Part Two of Erik’s story. To read the previous article, click here.
The long road to independence
In 2012, I partnered on a 58-foot fixed-gear vessel with my father and a high school friend, looking to tender in the summer and then target cod, halibut, and sablefish the rest of the year. I had a young family and wanted to stay closer to home, so I transitioned fully off the Baranof in 2015. The partnership lasted about three years, but we ultimately found that the aging vessel could only really support one family. I bought my father and friend out of the business and tried to keep the operation cash-positive.
It didn’t always work. We fished hard, almost year-round. Pacific cod was increasingly important for us and other fixed gear sectors, but I was continually disappointed by the quality, handling, and execution of our shoreside cod sector. Low quality leads to low prices, and you need massive volume to make it pencil out. Since I was never a huge cod producer our seasons fell short of adequate, especially considering how hard we worked. The crew and I always looked forward to the higher prices during halibut and sablefish seasons.

Some years later, after buying a newer and more capable 58-foot vessel, I was complaining to my old boss Chuck Hosmer about the shoreside price of cod in Alaska. He mentioned a recent trip to Iceland and how amazed he was by the cod he saw in Reykjavik’s processing plants. The vessels used an alternative chilling technology called slurry ice. The fish were handled delicately, placed in totes in the fish holds, and surrounded by a snow-like ice. The system was ubiquitous across the island, reflecting the quality standards demanded by the processors. The fish were never pitched or pumped. Instead, full totes were lifted off the vessel, then shipped abroad or moved directly into processing facilities.
I was intrigued. I wondered if Alaska would ever get to the point of doing something similar. I wondered if I could.
That fall, strolling the aisles of the Pacific Marine Expo in Seattle, I saw a booth for the company KAPP. They had pictures of slurry ice machines featuring the Icelandic process Chuck had described. Not long after, I met Larus Gudbjartsson from KAPP, and Mike Kilpatrick from the large tote manufacturer Saeplast. In them, I found partners in a new vision for Alaska seafood.
A glimpse into a modern fishery
In January of 2023, my friend Nick Garay and I headed to Iceland, touring seafood facilities with KAPP. Majority owner and CEO Freyr Friðrikson and Larus took us all over the island personally, introducing us to fish processing technology we didn’t even know existed. I was shocked that the head of a large company took the time and energy to show around a couple of small-time Alaskans. But we saw that side of Icelandic character and culture many times through that and following trips – no NDAs were signed, and no government relations inquiries were conducted. These guys were as straightforward as it gets, and a breath of fresh air after years immersed in the politics of Alaska seafood.
For days, we toured different processing plants and vessels of varied gear types, owned by many large and small entities. We were blown away by the parallel challenges between Alaska and Iceland – labor shortages, remote geography, marginal weather, etc. Over the past few decades, however, Iceland had seemingly cracked the code on quality and global market access. They addressed labor rights and workforce development, and the industry revolutionized their harvest and processing practices.
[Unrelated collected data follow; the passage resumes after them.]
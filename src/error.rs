// ============================================================================
// spark-fiber - Errors
// ============================================================================

use thiserror::Error;

/// Why a render pass was aborted.
///
/// An aborted pass leaves the committed tree untouched; the error is kept on
/// the root until [`Root::take_error`](crate::Root::take_error).
#[derive(Debug, Clone, PartialEq, Eq, Error)]
pub enum RenderError {
    #[error("component `{component}` failed to render: {message}")]
    Component {
        component: &'static str,
        message: String,
    },
}

impl RenderError {
    pub fn component(component: &'static str, message: impl Into<String>) -> Self {
        RenderError::Component {
            component,
            message: message.into(),
        }
    }
}

/// Misuse of hooks. These are programming errors and are raised as panics.
#[derive(Debug, Clone, PartialEq, Eq, Error)]
pub enum HookError {
    #[error("rendered more hooks than during the previous render (previous: {previous})")]
    MoreHooks { previous: usize },

    #[error(
        "rendered fewer hooks than expected ({rendered} of {previous}); \
         this may be caused by an accidental early return"
    )]
    FewerHooks { rendered: usize, previous: usize },

    #[error("hook #{index} changed between renders: expected {expected}, found {found}")]
    KindMismatch {
        index: usize,
        expected: &'static str,
        found: &'static str,
    },
}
Icelanders seemed a generation or more ahead. This was a mainstream, scaled, quality effort, and it showed. Their dockside, wholesale, and retail prices were approximately four to seven times higher than what similar Alaskan products drew. After years of frustration, I was finally looking at a viable alternative.
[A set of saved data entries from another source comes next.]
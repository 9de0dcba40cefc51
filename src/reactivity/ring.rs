// ============================================================================
// spark-fiber - Ring
// Index-based circular singly-linked list with a `last` pointer
// ============================================================================
//
// Update queues and effect lists are circular lists whose handle points at
// the newest entry; `last.next` is the oldest. Entries live in a Vec and link
// by index, so pushing is O(1) and no entry owns another.
// ============================================================================

#[derive(Clone, Debug)]
struct Slot<T> {
    value: T,
    next: usize,
}

/// Circular list of `T` in insertion order.
#[derive(Clone, Debug)]
pub struct Ring<T> {
    slots: Vec<Slot<T>>,
    last: Option<usize>,
}

impl<T> Ring<T> {
    pub fn new() -> Self {
        Self {
            slots: Vec::new(),
            last: None,
        }
    }

    pub fn len(&self) -> usize {
        self.slots.len()
    }

    pub fn is_empty(&self) -> bool {
        self.last.is_none()
    }

    /// Append `value` after the newest entry.
    pub fn push(&mut self, value: T) {
        let index = self.slots.len();
        match self.last {
            Some(last) => {
                let first = self.slots[last].next;
                self.slots.push(Slot { value, next: first });
                self.slots[last].next = index;
            }
            None => self.slots.push(Slot { value, next: index }),
        }
        self.last = Some(index);
    }

    /// The newest entry
    pub fn last(&self) -> Option<&T> {
        self.last.map(|i| &self.slots[i].value)
    }

    /// The oldest entry
    pub fn first(&self) -> Option<&T> {
        self.last.map(|i| &self.slots[self.slots[i].next].value)
    }

    /// Walk from the oldest entry to the newest.
    pub fn iter(&self) -> RingIter<'_, T> {
        RingIter {
            ring: self,
            cursor: self.last.map(|i| self.slots[i].next),
        }
    }

    /// Take every entry, leaving the ring empty.
    pub fn take(&mut self) -> Ring<T> {
        std::mem::take(self)
    }

    /// Splice `other` in after the newest entry, keeping its order.
    pub fn append(&mut self, other: Ring<T>) {
        for value in other {
            self.push(value);
        }
    }
}

impl<T> Default for Ring<T> {
    fn default() -> Self {
        Self::new()
    }
}

impl<T> FromIterator<T> for Ring<T> {
    fn from_iter<I: IntoIterator<Item = T>>(iter: I) -> Self {
        let mut ring = Ring::new();
        for value in iter {
            ring.push(value);
        }
        ring
    }
}

pub struct RingIter<'a, T> {
    ring: &'a Ring<T>,
    cursor: Option<usize>,
}

impl<'a, T> Iterator for RingIter<'a, T> {
    type Item = &'a T;

    fn next(&mut self) -> Option<&'a T> {
        let index = self.cursor?;
        let slot = &self.ring.slots[index];
        self.cursor = if Some(index) == self.ring.last {
            None
        } else {
            Some(slot.next)
        };
        Some(&slot.value)
    }
}

impl<'a, T> IntoIterator for &'a Ring<T> {
    type Item = &'a T;
    type IntoIter = RingIter<'a, T>;

    fn into_iter(self) -> RingIter<'a, T> {
        self.iter()
    }
}

impl<T> IntoIterator for Ring<T> {
    type Item = T;
    type IntoIter = std::vec::IntoIter<T>;

    /// Consume the ring oldest-first.
    fn into_iter(self) -> Self::IntoIter {
        let Some(last) = self.last else {
            return Vec::new().into_iter();
        };
        let mut order = Vec::with_capacity(self.slots.len());
        let mut cursor = self.slots[last].next;
        loop {
            order.push(cursor);
            if cursor == last {
                break;
            }
            cursor = self.slots[cursor].next;
        }

        let mut values: Vec<Option<T>> = self.slots.into_iter().map(|s| Some(s.value)).collect();
        order
            .into_iter()
            .filter_map(|i| values[i].take())
            .collect::<Vec<_>>()
            .into_iter()
    }
}

// =============================================================================
// TESTS
// =============================================================================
As I touched back down in Alaska, the reality of our industry’s hurdles ran through my mind. Remote ports with no road systems, sporadic or no air service, lack of public dock space for unloading/loading, consolidated processing entities with many layers of management, fisheries management’s political issues, and the fact that our vessel would have to completely change how we operated if we were to adopt a different model.
How could I realistically use what I learned in Iceland within the entrenched, antiquated model of the Alaskan seafood industry? I emailed most major processors about collaborating on a quality project; however, small harvesting entities like Kaia Fisheries often don't have the clout to reach the decision-makers at large companies. Our emails remained in middle-management inboxes, eventually disappearing into the abyss. The few that did respond thought seafood model changes were a great idea, but impossible to implement in Alaska.
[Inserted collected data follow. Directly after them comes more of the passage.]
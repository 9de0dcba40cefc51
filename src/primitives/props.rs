// ============================================================================
// spark-fiber - Props
// Attribute bags carried by elements and handed to hosts and components
// ============================================================================

use std::any::Any;
use std::fmt;
use std::rc::Rc;

use crate::host::events::SyntheticEvent;
use crate::primitives::element::Node;

// =============================================================================
// EVENT HANDLER
// =============================================================================

/// An event callback stored in props. Compared by identity.
#[derive(Clone)]
pub struct EventHandler(Rc<dyn Fn(&SyntheticEvent)>);

impl EventHandler {
    pub fn new(f: impl Fn(&SyntheticEvent) + 'static) -> Self {
        EventHandler(Rc::new(f))
    }

    pub fn call(&self, event: &SyntheticEvent) {
        (self.0)(event)
    }
}

impl PartialEq for EventHandler {
    fn eq(&self, other: &Self) -> bool {
        Rc::ptr_eq(&self.0, &other.0)
    }
}

impl fmt::Debug for EventHandler {
    fn fmt(&self, f: &mut fmt::Formatter<'_>) -> fmt::Result {
        f.write_str("EventHandler(..)")
    }
}

// =============================================================================
// PROP VALUE
// =============================================================================

/// A single prop.
///
/// Scalars compare by value; handlers and opaque values by identity.
#[derive(Clone)]
pub enum PropValue {
    Str(Rc<str>),
    Int(i64),
    Float(f64),
    Bool(bool),
    Handler(EventHandler),
    Value(Rc<dyn Any>),
}

impl PropValue {
    /// Wrap an arbitrary value for a component.
    pub fn value<T: 'static>(value: T) -> Self {
        PropValue::Value(Rc::new(value))
    }

    /// Textual form used by hosts for attributes; `None` for handlers and
    /// opaque values.
    pub fn to_attribute(&self) -> Option<String> {
        match self {
            PropValue::Str(s) => Some(s.to_string()),
            PropValue::Int(i) => Some(i.to_string()),
            PropValue::Float(f) => Some(f.to_string()),
            PropValue::Bool(b) => Some(b.to_string()),
            PropValue::Handler(_) | PropValue::Value(_) => None,
        }
    }
}

impl PartialEq for PropValue {
    fn eq(&self, other: &Self) -> bool {
        match (self, other) {
            (PropValue::Str(a), PropValue::Str(b)) => a == b,
            (PropValue::Int(a), PropValue::Int(b)) => a == b,
            (PropValue::Float(a), PropValue::Float(b)) => a == b,
            (PropValue::Bool(a), PropValue::Bool(b)) => a == b,
            (PropValue::Handler(a), PropValue::Handler(b)) => a == b,
            (PropValue::Value(a), PropValue::Value(b)) => Rc::ptr_eq(a, b),
            _ => false,
        }
    }
}

impl fmt::Debug for PropValue {
    fn fmt(&self, f: &mut fmt::Formatter<'_>) -> fmt::Result {
        match self {
            PropValue::Str(s) => write!(f, "{:?}", s),
            PropValue::Int(i) => write!(f, "{}", i),
            PropValue::Float(x) => write!(f, "{}", x),
            PropValue::Bool(b) => write!(f, "{}", b),
            PropValue::Handler(_) => f.write_str("<handler>"),
            PropValue::Value(_) => f.write_str("<value>"),
        }
    }
}

impl From<&str> for PropValue {
    fn from(value: &str) -> Self {
        PropValue::Str(Rc::from(value))
    }
}

impl From<String> for PropValue {
    fn from(value: String) -> Self {
        PropValue::Str(Rc::from(value))
    }
}

impl From<Rc<str>> for PropValue {
    fn from(value: Rc<str>) -> Self {
        PropValue::Str(value)
    }
}

impl From<i64> for PropValue {
    fn from(value: i64) -> Self {
        PropValue::Int(value)
    }
}

impl From<i32> for PropValue {
    fn from(value: i32) -> Self {
        PropValue::Int(value as i64)
    }
}

impl From<usize> for PropValue {
    fn from(value: usize) -> Self {
        PropValue::Int(value as i64)
    }
}

impl From<f64> for PropValue {
    fn from(value: f64) -> Self {
        PropValue::Float(value)
    }
}

impl From<bool> for PropValue {
    fn from(value: bool) -> Self {
        PropValue::Bool(value)
    }
}

impl From<EventHandler> for PropValue {
    fn from(value: EventHandler) -> Self {
        PropValue::Handler(value)
    }
}

// =============================================================================
// PROPS
// =============================================================================

/// Named props plus the element's children, in insertion order.
#[derive(Clone, Default)]
pub struct Props {
    attrs: Vec<(Rc<str>, PropValue)>,
    pub children: Node,
}

/// Prop name under which host text nodes keep their content
pub(crate) const CONTENT_PROP: &str = "content";

/// Prop name under which context providers carry their value
pub(crate) const VALUE_PROP: &str = "value";

impl Props {
    pub fn new() -> Self {
        Self::default()
    }

    /// Builder form of [`set`](Props::set).
    pub fn with(mut self, name: &str, value: impl Into<PropValue>) -> Self {
        self.set(name, value);
        self
    }

    /// Set a prop, replacing an existing one of the same name in place.
    pub fn set(&mut self, name: &str, value: impl Into<PropValue>) {
        let value = value.into();
        match self.attrs.iter_mut().find(|(n, _)| &**n == name) {
            Some((_, slot)) => *slot = value,
            None => self.attrs.push((Rc::from(name), value)),
        }
    }

    pub fn get(&self, name: &str) -> Option<&PropValue> {
        self.attrs
            .iter()
            .find(|(n, _)| &**n == name)
            .map(|(_, v)| v)
    }

    pub fn get_str(&self, name: &str) -> Option<&str> {
        match self.get(name)? {
            PropValue::Str(s) => Some(s),
            _ => None,
        }
    }

    pub fn get_int(&self, name: &str) -> Option<i64> {
        match self.get(name)? {
            PropValue::Int(i) => Some(*i),
            _ => None,
        }
    }

    pub fn get_float(&self, name: &str) -> Option<f64> {
        match self.get(name)? {
            PropValue::Float(f) => Some(*f),
            _ => None,
        }
    }

    pub fn get_bool(&self, name: &str) -> Option<bool> {
        match self.get(name)? {
            PropValue::Bool(b) => Some(*b),
            _ => None,
        }
    }

    /// Downcast an opaque value set with [`PropValue::value`].
    pub fn get_value<T: 'static>(&self, name: &str) -> Option<&T> {
        match self.get(name)? {
            PropValue::Value(v) => v.downcast_ref::<T>(),
            _ => None,
        }
    }

    pub(crate) fn get_any(&self, name: &str) -> Option<&Rc<dyn Any>> {
        match self.get(name)? {
            PropValue::Value(v) => Some(v),
            _ => None,
        }
    }

    pub fn handler(&self, name: &str) -> Option<&EventHandler> {
        match self.get(name)? {
            PropValue::Handler(h) => Some(h),
            _ => None,
        }
    }

    pub fn attrs(&self) -> impl Iterator<Item = (&str, &PropValue)> {
        self.attrs.iter().map(|(n, v)| (&**n, v))
    }

    pub fn len(&self) -> usize {
        self.attrs.len()
    }

    pub fn is_empty(&self) -> bool {
        self.attrs.is_empty()
    }

    /// Whether the named props match, ignoring order and children.
    pub fn same_attrs(&self, other: &Props) -> bool {
        self.attrs.len() == other.attrs.len()
            && self
                .attrs
                .iter()
                .all(|(name, value)| other.get(name) == Some(value))
    }

    // =========================================================================
    // INTERNAL SHAPES
    // =========================================================================

    pub(crate) fn text(content: Rc<str>) -> Self {
        Props::new().with(CONTENT_PROP, PropValue::Str(content))
    }

    pub(crate) fn content(&self) -> &str {
        self.get_str(CONTENT_PROP).unwrap_or_default()
    }
}

impl fmt::Debug for Props {
    fn fmt(&self, f: &mut fmt::Formatter<'_>) -> fmt::Result {
        let mut map = f.debug_map();
        for (name, value) in &self.attrs {
            map.entry(name, value);
        }
        map.finish()
    }
}

// =============================================================================
// TESTS
// =============================================================================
But at this point, the match was lit. I believed, and still do, that Alaska must start to prioritize quality and lessen our unwavering focus on volume. There’s a fine line between enough quantity to make a living, and so much quantity you sacrifice quality. And I was done focusing on volume alone.
For more than a year, my wife and I researched shipping logistics, processing options in Alaska and the lower 48, vessel conversion options, and captain and crew interest in trying something new. Even with a proven example thriving in Iceland, was there enough interest within our own business to change our behavior? If I couldn’t get interest from a single processor, how was I going to get this higher-quality fish to market? Were we crazy to try to take this on when no one else wanted to?